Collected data

Start of Block

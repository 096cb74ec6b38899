use clap::Parser;
use courier_tariff_gateway::api::{self, AppState};
use courier_tariff_gateway::utils::{logger, validation::Validate};
use courier_tariff_gateway::{CliArgs, TariffGateway};
use std::sync::Arc;

#[tokio::main]
async fn main() -> anyhow::Result<()> {
    let args = CliArgs::parse();

    // 載入配置
    let config = match args.load_config() {
        Ok(config) => config,
        Err(e) => {
            eprintln!("❌ Failed to load configuration: {}", e);
            eprintln!("💡 Pass --config <file> or set PONY_API_URL and PONY_API_KEY");
            std::process::exit(1);
        }
    };

    // 初始化日誌
    logger::init_logger(&config.logging.level, &config.logging.format);

    tracing::info!("Starting courier-tariff-gateway");
    tracing::debug!("Config: {:?}", config);

    // 驗證配置
    if let Err(e) = config.validate() {
        tracing::error!("❌ Configuration validation failed: {}", e);
        eprintln!("❌ {}", e);
        std::process::exit(1);
    }

    tracing::info!("📡 Provider endpoint: {}", config.provider.endpoint()?);

    let gateway = TariffGateway::new(config.provider.clone());
    let state = AppState::new(Arc::new(gateway), config.server.expose_error_details);

    api::serve(&config.bind_address(), state).await?;

    Ok(())
}
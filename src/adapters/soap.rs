use crate::config::ProviderConfig;
use crate::core::xml_tree::XmlNode;
use crate::utils::error::{GatewayError, Result};
use quick_xml::escape::escape;
use reqwest::header::CONTENT_TYPE;
use reqwest::{Client, StatusCode};

const SOAP_OPERATION: &str = "SubmitRequest";
const MAX_ERROR_BODY_CHARS: usize = 512;

/// 單次呼叫用的 SOAP client；離開呼叫範圍即釋放連線
pub struct SoapClient<'a> {
    client: Client,
    config: &'a ProviderConfig,
}

impl<'a> SoapClient<'a> {
    pub fn connect(config: &'a ProviderConfig) -> Result<Self> {
        let client = Client::builder().timeout(config.timeout()).build()?;
        Ok(Self { client, config })
    }

    /// 呼叫 `SubmitRequest(accesskey, requestBody)`，回傳 `SubmitRequestResult` 內的 XML
    pub async fn submit_request(&self, access_key: &str, request_body: &str) -> Result<String> {
        let endpoint = self.config.endpoint()?;
        let envelope = build_envelope(self.config.namespace(), access_key, request_body);

        tracing::debug!("📡 POST {} ({} bytes)", endpoint, envelope.len());

        let response = self
            .client
            .post(&endpoint)
            .header(CONTENT_TYPE, "text/xml; charset=utf-8")
            .header("SOAPAction", format!("\"{}\"", self.config.soap_action()))
            .body(envelope)
            .send()
            .await?;

        let status = response.status();
        tracing::debug!("📡 Provider response status: {}", status);

        let body = response.text().await?;
        extract_result(status, &body)
    }
}

fn build_envelope(namespace: &str, access_key: &str, request_body: &str) -> String {
    format!(
        r#"<?xml version="1.0" encoding="utf-8"?>
<soap:Envelope xmlns:xsi="http://www.w3.org/2001/XMLSchema-instance" xmlns:xsd="http://www.w3.org/2001/XMLSchema" xmlns:soap="http://schemas.xmlsoap.org/soap/envelope/">
    <soap:Body>
        <{operation} xmlns="{namespace}">
            <accesskey>{access_key}</accesskey>
            <requestBody>{request_body}</requestBody>
        </{operation}>
    </soap:Body>
</soap:Envelope>"#,
        operation = SOAP_OPERATION,
        namespace = escape(namespace),
        access_key = escape(access_key),
        request_body = escape(request_body),
    )
}

fn extract_result(status: StatusCode, body: &str) -> Result<String> {
    let envelope = XmlNode::parse_str(body);

    // SOAP 1.1 的 fault 通常伴隨 HTTP 500，先確認有沒有 fault
    if let Ok(root) = &envelope {
        if let Some(fault) = root.path(&["Body", "Fault"]) {
            return Err(GatewayError::SoapFault {
                code: fault.child_text("faultcode").unwrap_or_default().to_string(),
                message: fault.child_text("faultstring").unwrap_or_default().to_string(),
            });
        }
    }

    if !status.is_success() {
        return Err(GatewayError::UpstreamStatusError {
            status: status.as_u16(),
            body: body.chars().take(MAX_ERROR_BODY_CHARS).collect(),
        });
    }

    let root = envelope.map_err(|e| GatewayError::SoapEnvelopeError {
        message: e.to_string(),
    })?;

    let operation_response = root
        .child("Body")
        .and_then(|b| b.children.first())
        .ok_or_else(|| GatewayError::SoapEnvelopeError {
            message: "soap:Body has no operation response".to_string(),
        })?;

    let result_name = format!("{}Result", SOAP_OPERATION);
    let result = operation_response
        .child(&result_name)
        .ok_or_else(|| GatewayError::SoapEnvelopeError {
            message: format!("{} has no {}", operation_response.name, result_name),
        })?;

    Ok(result.text.clone())
}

End of Block

- _Task statement_: Beginning at the top of the data, extract each line through the line containing "client = Client::builder().timeout(config.timeout()).build()?;" and return those lines exactly, with nothing added.

- _Reply_:
repository 096cb74ec6b38899
use clap::Parser;
use courier_tariff_gateway::api::{self, AppState};
use courier_tariff_gateway::utils::{logger, validation::Validate};
use courier_tariff_gateway::{CliArgs, TariffGateway};
use std::sync::Arc;

#[tokio::main]
async fn main() -> anyhow::Result<()> {
    let args = CliArgs::parse();

    // 載入配置
    let config = match args.load_config() {
        Ok(config) => config,
        Err(e) => {
            eprintln!("❌ Failed to load configuration: {}", e);
            eprintln!("💡 Pass --config <file> or set PONY_API_URL and PONY_API_KEY");
            std::process::exit(1);
        }
    };

    // 初始化日誌
    logger::init_logger(&config.logging.level, &config.logging.format);

    tracing::info!("Starting courier-tariff-gateway");
    tracing::debug!("Config: {:?}", config);

    // 驗證配置
    if let Err(e) = config.validate() {
        tracing::error!("❌ Configuration validation failed: {}", e);
        eprintln!("❌ {}", e);
        std::process::exit(1);
    }

    tracing::info!("📡 Provider endpoint: {}", config.provider.endpoint()?);

    let gateway = TariffGateway::new(config.provider.clone());
    let state = AppState::new(Arc::new(gateway), config.server.expose_error_details);

    api::serve(&config.bind_address(), state).await?;

    Ok(())
}
filename src/adapters/soap.rs
use crate::config::ProviderConfig;
use crate::core::xml_tree::XmlNode;
use crate::utils::error::{GatewayError, Result};
use quick_xml::escape::escape;
use reqwest::header::CONTENT_TYPE;
use reqwest::{Client, StatusCode};

const SOAP_OPERATION: &str = "SubmitRequest";
const MAX_ERROR_BODY_CHARS: usize = 512;

/// 單次呼叫用的 SOAP client；離開呼叫範圍即釋放連線
pub struct SoapClient<'a> {
    client: Client,
    config: &'a ProviderConfig,
}

impl<'a> SoapClient<'a> {
    pub fn connect(config: &'a ProviderConfig) -> Result<Self> {
        let client = Client::builder().timeout(config.timeout()).build()?;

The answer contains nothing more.